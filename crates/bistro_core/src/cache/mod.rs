//! Write-through entity caches.
//!
//! Each cache owns an in-memory map guarded by its own ranked read/write
//! lock. Mutations take the write lock, persist through the
//! [`PersistenceHandle`] inside a store transaction, update the map only
//! after the store accepted the change, release the lock and then notify
//! the [`ChangeFeed`].
//!
//! The map is a snapshot of the store as of the last successful sync.
//! After a failed reload it is left empty and [`SyncStatus::Failed`] is
//! reported instead of pretending to be populated.

mod base;
mod restaurant;
mod review;

pub use base::SyncStatus;
pub use restaurant::RestaurantCache;
pub use review::ReviewCache;

use crate::change_feed::ChangeFeed;
use crate::concurrency::Executors;
use crate::config::Config;
use crate::consistency::RatingSync;
use crate::error::{CoreError, CoreResult};
use crate::handle::PersistenceHandle;
use bistro_store::StoreError;
use serde::Serialize;
use std::sync::Arc;

/// Collaborators shared by every cache.
#[derive(Debug, Clone)]
pub struct CacheDeps {
    /// Session source.
    pub handle: Arc<PersistenceHandle>,
    /// Pools for reloads and async APIs.
    pub executors: Arc<Executors>,
    /// Where change notifications go.
    pub feed: Arc<ChangeFeed>,
    /// Retry and epsilon settings.
    pub config: Arc<Config>,
}

/// Counts from a full reload.
#[derive(Debug, Clone, Copy, PartialEq, Eq, Serialize)]
pub struct ReloadSummary {
    /// Restaurants loaded.
    pub restaurants: usize,
    /// Reviews loaded.
    pub reviews: usize,
    /// Restaurants whose stored rating had to be corrected.
    pub ratings_fixed: usize,
}

/// Both caches plus the rating sync, wired together.
#[derive(Debug, Clone)]
pub struct CacheSet {
    /// Restaurants keyed by name.
    pub restaurants: Arc<RestaurantCache>,
    /// Reviews keyed by id.
    pub reviews: Arc<ReviewCache>,
    /// Rating recomputation.
    pub ratings: Arc<RatingSync>,
}

impl CacheSet {
    /// Builds the caches over `deps`. Nothing is loaded yet.
    pub fn new(deps: CacheDeps) -> Self {
        let restaurants = Arc::new(RestaurantCache::new(deps.clone()));
        let ratings = Arc::new(RatingSync::new(
            Arc::clone(&restaurants),
            deps.config.rating_epsilon,
            Arc::clone(deps.executors.errors()),
        ));
        let reviews = Arc::new(ReviewCache::new(
            deps,
            Arc::clone(&restaurants),
            Arc::clone(&ratings),
        ));
        restaurants.attach_reviews(&reviews);
        Self {
            restaurants,
            reviews,
            ratings,
        }
    }

    /// Reloads restaurants, then reviews, then reconciles ratings.
    ///
    /// Both caches are reloaded even if the first fails; the first error
    /// is returned.
    pub fn reload_all(&self) -> CoreResult<ReloadSummary> {
        let restaurants = self.restaurants.reload();
        let reviews = self.reviews.reload();
        let restaurants = restaurants?;
        let reviews = reviews?;
        let ratings_fixed = self.ratings.reconcile_all(&self.reviews)?;
        Ok(ReloadSummary {
            restaurants,
            reviews,
            ratings_fixed,
        })
    }
}

/// Maps a store constraint failure to the given domain error.
pub(crate) fn on_constraint(err: CoreError, mapped: impl FnOnce() -> CoreError) -> CoreError {
    match err {
        CoreError::Store(StoreError::Constraint(detail)) => {
            tracing::debug!(%detail, "store constraint violated");
            mapped()
        }
        other => other,
    }
}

★ ★ ★

(TASK DESCRIPTION): Each line shown above must be repeated exactly.

(YOUR RESPONSE):
filename crates/bistro_core/src/cache/mod.rs
//! Write-through entity caches.
//!
//! Each cache owns an in-memory map guarded by its own ranked read/write
//! lock. Mutations take the write lock, persist through the
//! [`PersistenceHandle`] inside a store transaction, update the map only
//! after the store accepted the change, release the lock and then notify
//! the [`ChangeFeed`].
//!
//! The map is a snapshot of the store as of the last successful sync.
//! After a failed reload it is left empty and [`SyncStatus::Failed`] is
//! reported instead of pretending to be populated.

mod base;
mod restaurant;
mod review;

pub use base::SyncStatus;
pub use restaurant::RestaurantCache;
pub use review::ReviewCache;

use crate::change_feed::ChangeFeed;
use crate::concurrency::Executors;
use crate::config::Config;
use crate::consistency::RatingSync;
use crate::error::{CoreError, CoreResult};
use crate::handle::PersistenceHandle;
use bistro_store::StoreError;
use serde::Serialize;
use std::sync::Arc;

/// Collaborators shared by every cache.
#[derive(Debug, Clone)]
pub struct CacheDeps {
    /// Session source.
    pub handle: Arc<PersistenceHandle>,
    /// Pools for reloads and async APIs.
    pub executors: Arc<Executors>,
    /// Where change notifications go.
    pub feed: Arc<ChangeFeed>,
    /// Retry and epsilon settings.
    pub config: Arc<Config>,
}

/// Counts from a full reload.
#[derive(Debug, Clone, Copy, PartialEq, Eq, Serialize)]
pub struct ReloadSummary {
    /// Restaurants loaded.
    pub restaurants: usize,
    /// Reviews loaded.
    pub reviews: usize,
    /// Restaurants whose stored rating had to be corrected.
    pub ratings_fixed: usize,
}

/// Both caches plus the rating sync, wired together.
#[derive(Debug, Clone)]
pub struct CacheSet {
    /// Restaurants keyed by name.
    pub restaurants: Arc<RestaurantCache>,
    /// Reviews keyed by id.
    pub reviews: Arc<ReviewCache>,
    /// Rating recomputation.
    pub ratings: Arc<RatingSync>,
}

impl CacheSet {
    /// Builds the caches over `deps`. Nothing is loaded yet.
    pub fn new(deps: CacheDeps) -> Self {
        let restaurants = Arc::new(RestaurantCache::new(deps.clone()));
        let ratings = Arc::new(RatingSync::new(
            Arc::clone(&restaurants),
            deps.config.rating_epsilon,
            Arc::clone(deps.executors.errors()),
        ));
        let reviews = Arc::new(ReviewCache::new(
            deps,
            Arc::clone(&restaurants),
            Arc::clone(&ratings),
        ));
        restaurants.attach_reviews(&reviews);
        Self {
            restaurants,
            reviews,
            ratings,
        }
    }

    /// Reloads restaurants, then reviews, then reconciles ratings.
    ///
    /// Both caches are reloaded even if the first fails; the first error
    /// is returned.
    pub fn reload_all(&self) -> CoreResult<ReloadSummary> {
        let restaurants = self.restaurants.reload();
        let reviews = self.reviews.reload();
        let restaurants = restaurants?;
        let reviews = reviews?;
        let ratings_fixed = self.ratings.reconcile_all(&self.reviews)?;
        Ok(ReloadSummary {
            restaurants,
            reviews,
            ratings_fixed,
        })
    }
}

/// Maps a store constraint failure to the given domain error.
pub(crate) fn on_constraint(err: CoreError, mapped: impl FnOnce() -> CoreError) -> CoreError {
    match err {
        CoreError::Store(StoreError::Constraint(detail)) => {
            tracing::debug!(%detail, "store constraint violated");
            mapped()
        }
        other => other,
    }
}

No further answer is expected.